Problems faced by developing & transition economies, in which more markets are lacking, the markets that do exist may function less effectively, and information problems are more severe than in industrial countries simply because of the rapid change in the economic environment. While markets failures loom larger over this developing and transition economies, the capacity of the government to correct these market failures is often weaker. So the question arises is what should have been the role of the government in the past two decades. Assessing the appropriate role of the government requires the recognition of both the need for and the limitation of the government action.
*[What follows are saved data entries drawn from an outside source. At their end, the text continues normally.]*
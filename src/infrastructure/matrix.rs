//! # Matrix Service Adapter
//!
//! `ChatSession` owns the logged-in Matrix client for the lifetime of the bot;
//! it is created by `connect` and torn down by `disconnect`, and is passed
//! explicitly to whoever needs it.
//!
//! `MatrixService` implements the `ChatProvider` trait for a single room.

use anyhow::{Context, Result};
use async_trait::async_trait;
use matrix_sdk::Client;
use matrix_sdk::room::Room;
use matrix_sdk::ruma::UserId;
use matrix_sdk::ruma::events::room::message::RoomMessageEventContent;

use crate::domain::config::MatrixConfig;
use crate::domain::traits::ChatProvider;
use crate::strings::logs;

const DEVICE_NAME: &str = "YapBot";

pub struct ChatSession {
    client: Client,
}

impl ChatSession {
    /// Log in to the homeserver and return a ready session.
    pub async fn connect(config: &MatrixConfig) -> Result<Self> {
        let client = Client::builder()
            .homeserver_url(&config.homeserver)
            .build()
            .await
            .with_context(|| format!("Failed to build client for {}", config.homeserver))?;

        client
            .matrix_auth()
            .login_username(&config.username, &config.password)
            .initial_device_display_name(DEVICE_NAME)
            .send()
            .await
            .context("Matrix login failed")?;

        tracing::info!("{}", logs::logged_in(&config.username));

        if let Some(name) = &config.display_name {
            tracing::info!("{}", logs::setting_display_name(name));
            if let Err(e) = client.account().set_display_name(Some(name)).await {
                tracing::warn!("{}", logs::set_display_name_fail(&e.to_string()));
            }
        }

        Ok(Self { client })
    }

    pub fn client(&self) -> &Client {
        &self.client
    }

    /// Log out and invalidate the access token.
    pub async fn disconnect(self) -> Result<()> {
        self.client
            .matrix_auth()
            .logout()
            .await
            .context("Matrix logout failed")?;
        Ok(())
    }
}

#[derive(Clone)]
pub struct MatrixService {
    room: Room,
}

impl MatrixService {
    pub fn new(room: Room) -> Self {
        Self { room }
    }

    /// Best name to credit a sender with: room display name, else the user id localpart.
    async fn display_name_of(&self, user_id: &UserId) -> String {
        match self.room.get_member(user_id).await {
            Ok(Some(member)) => member
                .display_name()
                .map(str::to_string)
                .unwrap_or_else(|| user_id.localpart().to_string()),
            _ => user_id.localpart().to_string(),
        }
    }
}

#[async_trait]
impl ChatProvider for MatrixService {
    fn room_id(&self) -> String {
        self.room.room_id().as_str().to_string()
    }

    async fn send_message(&self, content: &str) -> Result<String> {
        tracing::debug!("Bot sending message to {}: {}", self.room_id(), content);
        let response = self
            .room
            .send(RoomMessageEventContent::text_markdown(content))
            .await?;
        Ok(response.event_id.to_string())
    }

    async fn send_notification(&self, content: &str) -> Result<()> {
        self.room
            .send(RoomMessageEventContent::notice_markdown(content))
            .await?;
        Ok(())
    }

    async fn typing(&self, active: bool) -> Result<()> {
        self.room.typing_notice(active).await?;
        Ok(())
    }

    async fn display_name(&self, user_id: &str) -> Result<String> {
        let user_id = <&UserId>::try_from(user_id)?;
        Ok(self.display_name_of(user_id).await)
    }
}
Successful governments have helped create markets such as bond and stock markets and long- term credit institution. They have established and enforced laws and regulations that have financial markets more stable and increased competition in all sectors. In many cases government has acted as a surrogate entrepreneur, encouraging the firms to enter the certain markets. Especially in export markets governments have provided firms with strong incentives. Some econometric evidences suggest that many of these interventions were quite effective. For instance, an analysis of the mild financial restraint evidenced in most East Asian economies suggest that it did lead to more rapid economic growth, but it can not be inferred that all governments are infallible. Even in the East Asian economies governments have made mistakes. The Japanese government for example initially prevented Honda from entering the automobile industry. Government cannot fix every problem. Government definitely has a place, but it should know its place.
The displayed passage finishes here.